Hello everyone I have two data frame trying to do bootstrapping with below script1 in my script1 i am taking number of rows from data frame one and two. Instead of taking rows number from entire data frame I wanted split individual columns as a data frame and remove the zero values and than take the row number than do the bootstrapping using below script.
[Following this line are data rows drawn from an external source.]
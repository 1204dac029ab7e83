//! Command implementations.

use std::path::{Path, PathBuf};
use std::sync::Arc;
use std::time::Duration;

use anyhow::Context;
use console::style;
use indicatif::{ProgressBar, ProgressStyle};
use tokio::sync::mpsc;

use crate::config::Config;
use crate::llm::InferenceClient;
use crate::models::Document;
use crate::synthesis::{SynthesisEvent, SynthesisService};

/// Generate a study guide from the given files.
pub async fn cmd_generate(config: Config, files: &[PathBuf], json: bool) -> anyhow::Result<()> {
    let documents = read_documents(files)?;
    println!(
        "{} Loaded {} document(s), {} words total",
        style("→").cyan(),
        documents.len(),
        documents.iter().map(|d| d.word_count).sum::<usize>()
    );

    let client = Arc::new(InferenceClient::new(config.inference));
    if client.connect().await {
        println!(
            "{} Connected to {} (model: {})",
            style("✓").green(),
            client.config().endpoint,
            client.current_model().unwrap_or_default()
        );
    } else {
        println!(
            "{} Inference service unavailable at {}; using heuristic fallback content",
            style("!").yellow(),
            client.config().endpoint
        );
    }

    let service = SynthesisService::new(client.clone(), config.synthesis);

    let spinner = ProgressBar::new_spinner();
    spinner.set_style(ProgressStyle::with_template("{spinner} {msg}").unwrap());
    spinner.enable_steady_tick(Duration::from_millis(120));
    spinner.set_message("Synthesizing study guide...");

    let (event_tx, mut event_rx) = mpsc::channel::<SynthesisEvent>(32);
    let progress = spinner.clone();
    let printer = tokio::spawn(async move {
        while let Some(event) = event_rx.recv().await {
            match event {
                SynthesisEvent::Phase { phase } => {
                    progress.set_message(format!("Synthesizing ({})...", phase.as_str()));
                }
                SynthesisEvent::CategoryCompleted {
                    kind,
                    lines,
                    fell_back,
                } => {
                    let source = if fell_back { "fallback" } else { "ai" };
                    progress.println(format!(
                        "  {} {}: {} line(s) [{}]",
                        style("·").dim(),
                        kind.as_str(),
                        lines,
                        source
                    ));
                }
                SynthesisEvent::CacheHit => {
                    progress.println(format!(
                        "  {} served from result cache",
                        style("·").dim()
                    ));
                }
                _ => {}
            }
        }
    });

    let outcome = service.synthesize_with_events(&documents, event_tx).await?;
    let _ = printer.await;
    spinner.finish_and_clear();

    if json {
        println!("{}", serde_json::to_string_pretty(&outcome)?);
        return Ok(());
    }

    for section in &outcome.sections {
        println!();
        println!("{}", style(&section.title).cyan().bold());
        print_list("Keywords", &section.keywords);
        print_list("Summaries", &section.summaries);
        print_list("Questions", &section.questions);
        print_list("Examples", &section.examples);
        print_list("Annotations", &section.annotations);
    }

    println!(
        "\n{} {} section(s) generated",
        style("✓").green(),
        outcome.sections.len()
    );
    Ok(())
}

/// List models reported by the inference service.
pub async fn cmd_models(config: Config) -> anyhow::Result<()> {
    let client = InferenceClient::new(config.inference);
    if !client.connect().await {
        print_unreachable(&client);
        return Ok(());
    }

    let models = client.models();
    let current = client.current_model().unwrap_or_default();
    println!(
        "{} {} model(s) at {}",
        style("✓").green(),
        models.len(),
        client.config().endpoint
    );
    for model in models {
        let marker = if model.name == current { "*" } else { " " };
        let size_mb = model.size_bytes / (1024 * 1024);
        let modified = model
            .modified_at
            .map(|dt| dt.format("%Y-%m-%d").to_string())
            .unwrap_or_else(|| "-".to_string());
        println!("  {} {:<32} {:>8} MB  {}", marker, model.name, size_mb, modified);
    }
    Ok(())
}

/// Probe inference service availability.
pub async fn cmd_check(config: Config) -> anyhow::Result<()> {
    let client = InferenceClient::new(config.inference);
    if client.connect().await {
        println!(
            "{} Inference service reachable at {} (status: {}, model: {})",
            style("✓").green(),
            client.config().endpoint,
            client.status().as_str(),
            client.current_model().unwrap_or_default()
        );
    } else {
        print_unreachable(&client);
    }
    Ok(())
}

fn print_unreachable(client: &InferenceClient) {
    println!(
        "{} Inference service not available at {} (status: {})",
        style("✗").red(),
        client.config().endpoint,
        client.status().as_str()
    );
    println!("  Make sure the service is running: ollama serve");
}

/// Read each input file as one UTF-8 document.
fn read_documents(files: &[PathBuf]) -> anyhow::Result<Vec<Document>> {
    files
        .iter()
        .map(|path| {
            let raw = std::fs::read_to_string(path)
                .with_context(|| format!("Cannot read {}", path.display()))?;
            Ok(Document::new(display_name(path), raw))
        })
        .collect()
}

fn display_name(path: &Path) -> String {
    path.file_name()
        .and_then(|n| n.to_str())
        .unwrap_or("document")
        .to_string()
}

fn print_list(label: &str, items: &[String]) {
    if items.is_empty() {
        return;
    }
    println!("  {}", style(label).bold());
    for item in items {
        println!("    - {}", item);
    }
}
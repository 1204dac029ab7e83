//! Study guide synthesis: orchestration, post-processing, assembly.

mod orchestrator;
pub mod postprocess;

pub use orchestrator::{
    FailurePolicy, SynthesisConfig, SynthesisError, SynthesisEvent, SynthesisOutcome,
    SynthesisPhase, SynthesisService,
};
So trying with script2 where I am creating individual data frame from for loop as I am new to R bit confused how efficiently do add the script1 function to it

please suggest me below I am providing script which is running script1 and the script2 I am trying to subset each columns creating a individual data frame

Script1

set.seed(2)
m1 <- matrix(sample(c(0, 1:10), 100, replace = TRUE), 10)
m2 <- matrix(sample(c(0, 1:5), 50, replace = TRUE), 5)
m1 <- as.data.frame(m1)
m2 <- as.data.frame(m2)
nboot <- 1e3

n_m1 <- nrow(m1); n_m2 <- nrow(m2)

temp<- c()
for (j in seq_len(nboot)) {
  boot <- sample(x = seq_len(n_m1), size = n_m2, replace = TRUE)
  value <- colSums(m2)/colSums(m1[boot,])
  temp <- rbind(temp, value)
}
boot_data<- apply(temp, 2, median)

script2

for (i in colnames(m1)){
  m1_subset=(m1[m1[[i]] > 0, ])
  m1_subset=m1_subset[i]
  m2_subset=m2[m2[[i]] >0, ]
  m2_subset=m2_subset[i]
  num_m1 <- nrow(m1_subset); n_m2 <- nrow(m2_subset)# after this wanted add above script changing input 
}

CodePudding user response:

If I understand correctly, you want to do the sampling and calculation on each column individually, after removing the 0 values. I. modified your code to work on a single vector instead of a dataframe (i.e., using length() instead of nrow() and sum() instead of colSums(). I also suggest creating the empty matrix for your results ahead of time, and filling in -- it will be fasted.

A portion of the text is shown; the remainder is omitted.